Deepak Chopra MD, FACP, founder of The Chopra Foundation and co-founder of The Chopra Center for Wellbeing, is a world-renowned pioneer in integrative medicine and personal transformation, and is Board Certified in Internal Medicine, Endocrinology and Metabolism.  He is a Fellow of the American College of Physicians and a member of the American Association of Clinical Endocrinologists. Chopra is the author of more than 80 books translated into over 43 languages, including numerous New York Times bestsellers. His latest books are Super Genes co-authored with Rudy Tanzi, Ph.D. and Quantum Healing (Revised and Updated): Exploring the Frontiers of Mind/Body Medicine.  www.deepakchopra.com

 

 

Rudolph E. Tanzi, Ph.D. is the Joseph P. and Rose F. Kennedy Professor of Neurology at Harvard University and Vice Chair of Neurology at Mass. General Hospital. Dr. Tanzi is the co-author with Deepak Chopra of the New York Times bestseller, Super Brain, and an internationally acclaimed expert on Alzheimer disease. He was included in TIME Magazine’s “TIME 100 Most Influential People in the World”.

By Deepak Chopra, MD and Pankaj S. Joshi, PhD

Although it takes place outside the headlines, even those that deal with science, a heated debate is occurring about mind and matter. On one side is a camp of so-called physicalists, formerly known as materialists, who hold fast to the assumption that any and all phenomena in nature can be reduced to physical processes, namely the forces and the interaction between objects (atoms, subatomic or elementary particles, etc.) — these are the building blocks of the universe. On the other side is no single camp but a mixed assortment of skeptics who hold that at least one natural phenomenon–the human mind–cannot be explained physically through such methods.

When one explanation (the physicalist) is supported by the weight of highly successful theories in physics, biology, biochemistry, and neuroscience, and the other side has no accepted theory on its side, the debate seems totally unequal. But in David versus Goliath battles, be careful of rooting for Goliath. The possibility of a science of consciousness, which would involve a thorough explanation of mind and how it relates to matter, can’t begin until the obstacles in its path are removed and old accepted assumptions are overturned.

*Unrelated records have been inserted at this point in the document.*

//! Error taxonomy shared by the landscape core and the experiment layer.

use thiserror::Error;

use crate::core::coord::Coord;

/// Errors returned by landscape, sampling and session primitives.
///
/// A participant quitting is not an error; see [`Outcome`].
#[derive(Debug, Error)]
pub enum GemsError {
    /// Invalid grid dimensions, mismatched sample/layout counts, unknown
    /// score function name and similar setup mistakes.
    #[error("configuration error: {0}")]
    Configuration(String),
    /// A coordinate outside the grid was requested.
    #[error("coordinate {coord} is outside the {n_cols}x{n_rows} grid")]
    OutOfBounds {
        coord: Coord,
        n_cols: u32,
        n_rows: u32,
    },
    /// The neighborhood holds fewer candidates than the sample requires.
    #[error("cannot sample {requested} gems from a neighborhood of {available}")]
    Sampling { requested: usize, available: usize },
    #[error("io error: {0}")]
    Io(#[from] std::io::Error),
    /// Malformed coordinate text or trial log row.
    #[error("parse error: {0}")]
    Parse(String),
}

pub type Result<T> = std::result::Result<T, GemsError>;

/// Result of a participant-paced step: either it ran to completion or the
/// participant asked to quit while it was suspended.
#[derive(Debug, Clone, PartialEq)]
pub enum Outcome<T> {
    Completed(T),
    Quit,
}

impl<T> Outcome<T> {
    pub fn is_quit(&self) -> bool {
        matches!(self, Outcome::Quit)
    }

    pub fn completed(self) -> Option<T> {
        match self {
            Outcome::Completed(v) => Some(v),
            Outcome::Quit => None,
        }
    }
}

That has already begun, on all fronts. In physics, the essential problem of how something came out of nothing (i.e., the big bang coming out of the quantum vacuum state) stymies cosmologists, while at the microscopic level the same mystery, this time involving subatomic particles, emerging from the virtual state, is equally baffling. In biology the prevailing Darwinism cannot explain the quantum leap made, with astonishing rapidity, by Homo sapiens in terms of reasoning, creativity, language, our use of concepts as opposed to instincts, tool-making, and racial characteristics. We are the offspring of the newest part of the brain, the cerebral cortex, and yet there is no causal connection between its evolution and the primal Darwinian need to survive. This is evident by the survival of a hundred primate species lacking a higher brain, reasoning, tool-making, concepts, etc. Finally, in neuroscience and biochemistry, there is zero connection between nerve cells, and their chemical components, and mind. Unless someone can locate the point in time when molecules learned to think, the current assumption that the brain is doing the thinking has no solid footing.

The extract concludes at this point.